Castor l’éveilla par ses jappements et elle
eut peur. Il n’aboyait jamais pendant la nuit. Elle se leva et descendit
jusqu’à la porte. Castor se tenait sur la galerie avec quelque chose dans la
gueule. Elle ouvrit et Castor, couinant et agitant la queue, déposa sur le
seuil une toute petite chienne blessée. Blanche le flatta et ramassa l’animal,
mordu par une bête sauvage. Elle réussit à le sauver et Loulou devint la
maîtresse des lieux pendant son absence.
Le dimanche après-midi, Paul venait la
visiter. Si l’air de l’Abitibi lui allait à ravir, il semblait en être
autrement pour Paul, qui boitait toujours davantage. Elle essayait de ne pas
voir l’œdème de sa jambe, ni la pâleur de ses joues, ni la maigreur de son
corps. Ils se lisaient les lettres qu’ils avaient reçues, jouaient aux cartes
ou s’assoyaient dehors pour regarder l’été disparaître au profit d’un automne
précoce. Souvent Blanche le quittait pour une heure ou deux, le temps de
répondre à une urgence, et Paul s’affairait alors à préparer le souper. Blanche
avait un appétit d’ogre, Paul un estomac d’oiseau.

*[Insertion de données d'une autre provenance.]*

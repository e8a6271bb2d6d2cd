// Import necessary modules from external crates.
use serde::{Deserialize, Serialize};
use strum::{EnumMessage, IntoEnumIterator};
use strum_macros::{Display, EnumCount, EnumIter, EnumMessage, EnumString};

use crate::error::{GameError, Result};

// The closed set of tracked attributes.
#[derive(
    Debug,
    Clone,
    Copy,
    PartialEq,
    Eq,
    Hash,
    PartialOrd,
    Ord,
    Serialize,
    Deserialize,
    Display,
    EnumIter,
    EnumString,
    EnumCount,
    EnumMessage,
)]
#[serde(rename_all = "lowercase")]
#[strum(serialize_all = "lowercase")]
pub enum Attribute {
    #[strum(message = "Determination")]
    Determination,
    #[strum(message = "Humor")]
    Humor,
    #[strum(message = "Intelligence")]
    Intelligence,
    #[strum(message = "Appearance")]
    Appearance,
    #[strum(message = "Wealth")]
    Wealth,
}

impl Attribute {
    /// Parses one of the five attribute names, as stored on disk.
    pub fn from_name(name: &str) -> Result<Self> {
        name.parse()
            .map_err(|_| GameError::InvalidAttribute(name.to_string()))
    }

    /// Display title, as shown on the sheet.
    pub fn title(&self) -> &'static str {
        self.get_message().unwrap_or_default()
    }

    pub fn all() -> impl Iterator<Item = Attribute> {
        Attribute::iter()
    }
}

/// Base values of the five attributes.
///
/// Serialized as a map keyed by attribute name. Missing names read as zero so
/// that the key set is always complete after a load.
#[derive(Debug, Clone, Copy, Default, PartialEq, Eq, Serialize, Deserialize)]
#[serde(default)]
pub struct AttributeSet {
    pub determination: i64,
    pub humor: i64,
    pub intelligence: i64,
    pub appearance: i64,
    pub wealth: i64,
}

impl AttributeSet {
    pub fn new() -> Self {
        Self::default()
    }

    pub fn get(&self, attribute: Attribute) -> i64 {
        match attribute {
            Attribute::Determination => self.determination,
            Attribute::Humor => self.humor,
            Attribute::Intelligence => self.intelligence,
            Attribute::Appearance => self.appearance,
            Attribute::Wealth => self.wealth,
        }
    }

    pub fn get_mut(&mut self, attribute: Attribute) -> &mut i64 {
        match attribute {
            Attribute::Determination => &mut self.determination,
            Attribute::Humor => &mut self.humor,
            Attribute::Intelligence => &mut self.intelligence,
            Attribute::Appearance => &mut self.appearance,
            Attribute::Wealth => &mut self.wealth,
        }
    }

    pub fn set(&mut self, attribute: Attribute, value: i64) {
        *self.get_mut(attribute) = value;
    }

    pub fn increment(&mut self, attribute: Attribute) -> i64 {
        let value = self.get_mut(attribute);
        *value = value.saturating_add(1);
        *value
    }

    pub fn decrement(&mut self, attribute: Attribute) -> i64 {
        let value = self.get_mut(attribute);
        *value = value.saturating_sub(1);
        *value
    }

    // Name-based variants, for callers holding raw attribute names.
    pub fn increment_named(&mut self, name: &str) -> Result<i64> {
        Ok(self.increment(Attribute::from_name(name)?))
    }

    pub fn decrement_named(&mut self, name: &str) -> Result<i64> {
        Ok(self.decrement(Attribute::from_name(name)?))
    }

    pub fn reset(&mut self) {
        *self = Self::default();
    }

    pub fn iter(&self) -> impl Iterator<Item = (Attribute, i64)> + '_ {
        Attribute::iter().map(move |attribute| (attribute, self.get(attribute)))
    }
}
use crate::attribute::AttributeSet;
use crate::inventory::Inventory;
use crate::ledger::Ledger;
use crate::modifier::ModifierStore;
use crate::resolver::{EffectiveAttributes, resolve};
use crate::status::StatusBoard;
use crate::turn::TurnState;

/// Everything the tracker remembers between turns.
#[derive(Debug, Clone, Default, PartialEq, Eq)]
pub struct GameState {
    pub stats: AttributeSet,
    pub buffs: ModifierStore,
    pub statuses: StatusBoard,
    pub inventory: Inventory,
    pub money: Ledger,
    pub turn: TurnState,
}

impl GameState {
    pub fn effective_attributes(&self) -> EffectiveAttributes {
        resolve(&self.stats, self.buffs.iter())
    }

    /// Clears every store at once and hands the turn back to its initial state.
    pub fn reset(&mut self) {
        self.stats.reset();
        self.buffs.clear();
        self.statuses.clear();
        self.inventory.clear();
        self.money.reset();
        self.turn = TurnState::default();
    }
}

#[cfg(test)]
mod tests {
    use super::*;
    use crate::attribute::Attribute;

    #[test]
    fn reset_returns_to_defaults_from_any_state() {
        let mut game = GameState::default();
        game.stats.set(Attribute::Determination, 9);
        game.stats.set(Attribute::Humor, -4);
        game.buffs.add(Attribute::Wealth, 3, 2, false).unwrap();
        game.statuses.add("Poisoned", "-1 per turn", 4).unwrap();
        game.inventory.add("Sword", "Rusty");
        game.money.adjust(-120);
        game.turn = TurnState::MyTurn;

        game.reset();

        assert_eq!(game, GameState::default());
    }
}
// ui/entry_form.rs
use crossterm::event::{KeyCode, KeyEvent};
use ratatui::{
    buffer::Buffer,
    layout::{Constraint, Layout, Rect},
    style::{Color, Style},
    text::Line,
    widgets::{Paragraph, Widget},
};
use tui_textarea::TextArea;

use super::{
    Component, ComponentEnum, Context, Sheet,
    constants::FORM_KEYS,
    utils::{new_textarea, popup, rounded_block, textarea_value},
};
use crate::app::{Action, Command};

#[derive(Debug, Clone, Copy, PartialEq, Eq)]
pub enum EntryKind {
    Status,
    Item,
}

#[derive(Debug, Clone, Copy, PartialEq, Eq)]
enum Field {
    Title,
    Description,
    Turns,
}

/// Title/description form shared by statuses (which also take a duration)
/// and inventory items.
#[derive(Debug, Clone)]
pub struct EntryForm {
    kind: EntryKind,
    parent: Sheet,
    field: Field,
    title: TextArea<'static>,
    description: TextArea<'static>,
    turns: u32,
    warning: Option<&'static str>,
}

impl EntryForm {
    pub fn new(kind: EntryKind, parent: Sheet) -> Self {
        Self {
            kind,
            parent,
            field: Field::Title,
            title: new_textarea("Title"),
            description: new_textarea("Description (optional)"),
            turns: 1,
            warning: None,
        }
    }

    fn next_field(&mut self) {
        self.field = match (self.field, self.kind) {
            (Field::Title, _) => Field::Description,
            (Field::Description, EntryKind::Status) => Field::Turns,
            (Field::Description, EntryKind::Item) | (Field::Turns, _) => Field::Title,
        };
    }

    fn submit(&mut self) -> Option<Action> {
        let title = textarea_value(&self.title);
        if title.is_empty() {
            self.warning = Some("A title is required");
            self.field = Field::Title;
            return None;
        }
        let description = textarea_value(&self.description);
        let command = match self.kind {
            EntryKind::Status => Command::AddStatus {
                title,
                description,
                turns: self.turns,
            },
            EntryKind::Item => Command::AddItem { title, description },
        };
        Some(Action::Submit(
            command,
            ComponentEnum::from(self.parent.clone()),
        ))
    }

    fn heading(&self) -> &'static str {
        match self.kind {
            EntryKind::Status => " Add Status ",
            EntryKind::Item => " Add Item ",
        }
    }
}

impl Component for EntryForm {
    fn on_key(&mut self, key: KeyEvent, _context: &Context) -> Option<Action> {
        match key.code {
            KeyCode::Esc => {
                return Some(Action::SwitchComponent(ComponentEnum::from(
                    self.parent.clone(),
                )));
            }
            KeyCode::Enter => return self.submit(),
            KeyCode::Tab => {
                self.next_field();
                return None;
            }
            _ => {}
        }
        self.warning = None;
        match self.field {
            Field::Title => {
                self.title.input(key);
            }
            Field::Description => {
                self.description.input(key);
            }
            Field::Turns => match key.code {
                KeyCode::Up | KeyCode::Right | KeyCode::Char('+') => {
                    self.turns = self.turns.saturating_add(1)
                }
                KeyCode::Down | KeyCode::Left | KeyCode::Char('-') => {
                    self.turns = self.turns.saturating_sub(1).max(1)
                }
                _ => {}
            },
        }
        None
    }

    fn render(&mut self, area: Rect, buffer: &mut Buffer, context: &Context) {
        self.parent.render(area, buffer, context);

        let inner = popup(area, buffer, self.heading(), 50, 13);
        let [title_area, description_area, turns_area, keys_area] = Layout::vertical([
            Constraint::Length(3),
            Constraint::Length(3),
            Constraint::Length(1),
            Constraint::Min(1),
        ])
        .areas(inner);

        self.title
            .set_block(rounded_block(" Title ", self.field == Field::Title));
        self.description.set_block(rounded_block(
            " Description ",
            self.field == Field::Description,
        ));
        self.title.render(title_area, buffer);
        self.description.render(description_area, buffer);

        if self.kind == EntryKind::Status {
            let style = if self.field == Field::Turns {
                Style::default().fg(Color::Yellow)
            } else {
                Style::default()
            };
            Paragraph::new(format!("Turns: ‹ {} ›", self.turns))
                .style(style)
                .render(turns_area, buffer);
        }

        let footer = match self.warning {
            Some(warning) => Line::styled(warning, Style::default().fg(Color::Red)),
            None => Line::styled(FORM_KEYS, Style::default().fg(Color::DarkGray)),
        };
        Paragraph::new(footer).render(keys_area, buffer);
    }
}

#[cfg(test)]
mod tests {
    use super::*;
    use crate::{save::FileStorage, settings::Settings, tracker::Tracker};
    use crossterm::event::KeyModifiers;
    use std::time::Instant;

    fn key(code: KeyCode) -> KeyEvent {
        KeyEvent::new(code, KeyModifiers::NONE)
    }

    fn type_text(form: &mut EntryForm, text: &str, context: &Context) {
        for c in text.chars() {
            form.on_key(key(KeyCode::Char(c)), context);
        }
    }

    #[test]
    fn status_form_collects_title_description_and_turns() {
        let dir = tempfile::tempdir().unwrap();
        let tracker = Tracker::load(FileStorage::new(dir.path()), &Settings::default());
        let context = Context {
            tracker: &tracker,
            console: None,
            now: Instant::now(),
        };
        let mut form = EntryForm::new(EntryKind::Status, Sheet::default());

        type_text(&mut form, "Blessed", &context);
        form.on_key(key(KeyCode::Tab), &context);
        type_text(&mut form, "+1 luck", &context);
        form.on_key(key(KeyCode::Tab), &context);
        form.on_key(key(KeyCode::Up), &context);

        match form.on_key(key(KeyCode::Enter), &context) {
            Some(Action::Submit(command, _)) => assert_eq!(
                command,
                Command::AddStatus {
                    title: "Blessed".to_string(),
                    description: "+1 luck".to_string(),
                    turns: 2,
                }
            ),
            other => panic!("Expected a submission, got {other:?}"),
        }
    }

    #[test]
    fn empty_title_is_refused() {
        let dir = tempfile::tempdir().unwrap();
        let tracker = Tracker::load(FileStorage::new(dir.path()), &Settings::default());
        let context = Context {
            tracker: &tracker,
            console: None,
            now: Instant::now(),
        };
        let mut form = EntryForm::new(EntryKind::Item, Sheet::default());
        type_text(&mut form, "   ", &context);

        assert!(form.on_key(key(KeyCode::Enter), &context).is_none());
        assert_eq!(form.warning, Some("A title is required"));
    }

    #[test]
    fn items_skip_the_turns_field() {
        let mut form = EntryForm::new(EntryKind::Item, Sheet::default());
        form.next_field();
        form.next_field();
        assert_eq!(form.field, Field::Title);
    }
}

Le dernier dimanche de septembre, Paul arriva
avec Émilien. Blanche, ravie d’accueillir son frère qui n’avait pu venir une
seule fois depuis le printemps, n’en fut pas moins attristée de voir à quel
point, comparé à Émilien, Paul avait l’air malingre et maladif. Elle se demanda
pendant combien de temps son sang trop sucré lui permettrait de vivre presque
normalement. Mais à le voir toujours fatigué, incapable de soulever une caisse
de bouteilles de Kik, elle savait que le temps de lui parler en infirmière
approchait et se demandait où elle trouverait le courage de le faire tomber en
tirant, encore une fois, sur le tapis de la vie. Le regard d’Émilien en disait
long sur son inquiétude. Il avait trouvé une sœur radieuse et un frère qui
n’était plus que l’ombre de lui-même.
– Pourquoi, Paul, est-ce que tu demandes
pas à Jeanne de venir ? Tu fais la comptabilité du magasin de ton
M. Mercier pis tu t’occupes de ton commerce de Kik. Peut-être que Jeanne
pourrait t’aider…
– J’ai besoin de personne.
– Moi aussi, Paul, je pensais que j’avais
besoin de personne, mais depuis qu’Alice est là, je me demande comment j’aurais
fait.
– J’ai besoin de personne.
Blanche et Émilien se regardèrent furtivement.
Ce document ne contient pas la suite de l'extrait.